Copy out the complete listing, word for word.

RECORDS TO USE:
● ● ● ● ●

pub mod config;
pub mod constants;
pub mod database;
pub mod errors;
pub mod health;
pub mod scheduler;
pub mod services;
pub mod shutdown;

// Re-export commonly used types
pub use config::{Config, CycleSettings, EnvDir};
pub use database::{DatabaseProbe, DatabaseSettings, PostgresProbe};
pub use health::{ReadinessProber, RoleChecker};
pub use scheduler::{CycleOutcome, LoopState, LoopSummary, PruneScheduler};
pub use services::{CommandRunner, RetentionExecutor, RetentionOutcome, TokioCommandRunner};
pub use shutdown::Shutdown;
use crate::constants::readiness::{INFO_UNTIL_ATTEMPT, WARN_UNTIL_ATTEMPT};
use crate::database::DatabaseProbe;
use crate::shutdown::Shutdown;
use std::sync::Arc;
use std::time::Duration;
use tracing::{error, info, warn};

/// How loudly a failed probe is reported, escalating with the number of
/// consecutive failures.
#[derive(Debug, Clone, Copy, PartialEq, Eq)]
pub enum Severity {
    Info,
    Warn,
    Error,
}

pub fn severity_for_attempt(attempt: u64) -> Severity {
    if attempt <= INFO_UNTIL_ATTEMPT {
        Severity::Info
    } else if attempt <= WARN_UNTIL_ATTEMPT {
        Severity::Warn
    } else {
        Severity::Error
    }
}

#[derive(Debug, Clone, Copy, PartialEq, Eq)]
pub enum Readiness {
    Ready { attempts: u64 },
    /// Shutdown was requested before the database answered.
    Aborted { attempts: u64 },
}

pub struct ReadinessProber<P> {
    probe: Arc<P>,
    backoff: Duration,
}

impl<P: DatabaseProbe> ReadinessProber<P> {
    pub fn new(probe: Arc<P>, backoff: Duration) -> Self {
        Self { probe, backoff }
    }

    /// Probes until the database answers a trivial query. There is no
    /// attempt limit; the only other way out is a shutdown request, which is
    /// checked between probes.
    pub async fn wait_until_ready(&self, shutdown: &Shutdown) -> Readiness {
        let mut attempt: u64 = 0;

        loop {
            if shutdown.is_triggered() {
                return Readiness::Aborted { attempts: attempt };
            }
            attempt += 1;

            match self.probe.ping().await {
                Ok(()) => {
                    info!("Database is ready (attempt {})", attempt);
                    return Readiness::Ready { attempts: attempt };
                }
                Err(e) => {
                    let retry_in = self.backoff.as_secs();
                    match severity_for_attempt(attempt) {
                        Severity::Info => info!(
                            "Database not ready yet (attempt {}): {}. Retrying in {}s",
                            attempt, e, retry_in
                        ),
                        Severity::Warn => warn!(
                            "Database still not ready (attempt {}): {}. Retrying in {}s",
                            attempt, e, retry_in
                        ),
                        Severity::Error => error!(
                            "Database unreachable after {} attempts: {}. Retrying in {}s",
                            attempt, e, retry_in
                        ),
                    }
                }
            }

            if shutdown.sleep(self.backoff).await {
                return Readiness::Aborted { attempts: attempt };
            }
        }
    }
}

● ● ● ● ●

REPLY:
pub mod config;
pub mod constants;
pub mod database;
pub mod errors;
pub mod health;
pub mod scheduler;
pub mod services;
pub mod shutdown;

// Re-export commonly used types
pub use config::{Config, CycleSettings, EnvDir};
pub use database::{DatabaseProbe, DatabaseSettings, PostgresProbe};
pub use health::{ReadinessProber, RoleChecker};
pub use scheduler::{CycleOutcome, LoopState, LoopSummary, PruneScheduler};
pub use services::{CommandRunner, RetentionExecutor, RetentionOutcome, TokioCommandRunner};
pub use shutdown::Shutdown;
use crate::constants::readiness::{INFO_UNTIL_ATTEMPT, WARN_UNTIL_ATTEMPT};
use crate::database::DatabaseProbe;
use crate::shutdown::Shutdown;
use std::sync::Arc;
use std::time::Duration;
use tracing::{error, info, warn};

/// How loudly a failed probe is reported, escalating with the number of
/// consecutive failures.
#[derive(Debug, Clone, Copy, PartialEq, Eq)]
pub enum Severity {
    Info,
    Warn,
    Error,
}

pub fn severity_for_attempt(attempt: u64) -> Severity {
    if attempt <= INFO_UNTIL_ATTEMPT {
        Severity::Info
    } else if attempt <= WARN_UNTIL_ATTEMPT {
        Severity::Warn
    } else {
        Severity::Error
    }
}

#[derive(Debug, Clone, Copy, PartialEq, Eq)]
pub enum Readiness {
    Ready { attempts: u64 },
    /// Shutdown was requested before the database answered.
    Aborted { attempts: u64 },
}

pub struct ReadinessProber<P> {
    probe: Arc<P>,
    backoff: Duration,
}

impl<P: DatabaseProbe> ReadinessProber<P> {
    pub fn new(probe: Arc<P>, backoff: Duration) -> Self {
        Self { probe, backoff }
    }

    /// Probes until the database answers a trivial query. There is no
    /// attempt limit; the only other way out is a shutdown request, which is
    /// checked between probes.
    pub async fn wait_until_ready(&self, shutdown: &Shutdown) -> Readiness {
        let mut attempt: u64 = 0;

        loop {
            if shutdown.is_triggered() {
                return Readiness::Aborted { attempts: attempt };
            }
            attempt += 1;

            match self.probe.ping().await {
                Ok(()) => {
                    info!("Database is ready (attempt {})", attempt);
                    return Readiness::Ready { attempts: attempt };
                }
                Err(e) => {
                    let retry_in = self.backoff.as_secs();
                    match severity_for_attempt(attempt) {
                        Severity::Info => info!(
                            "Database not ready yet (attempt {}): {}. Retrying in {}s",
                            attempt, e, retry_in
                        ),
                        Severity::Warn => warn!(
                            "Database still not ready (attempt {}): {}. Retrying in {}s",
                            attempt, e, retry_in
                        ),
                        Severity::Error => error!(
                            "Database unreachable after {} attempts: {}. Retrying in {}s",
                            attempt, e, retry_in
                        ),
                    }
                }
            }

            if shutdown.sleep(self.backoff).await {
                return Readiness::Aborted { attempts: attempt };
            }
        }
    }
}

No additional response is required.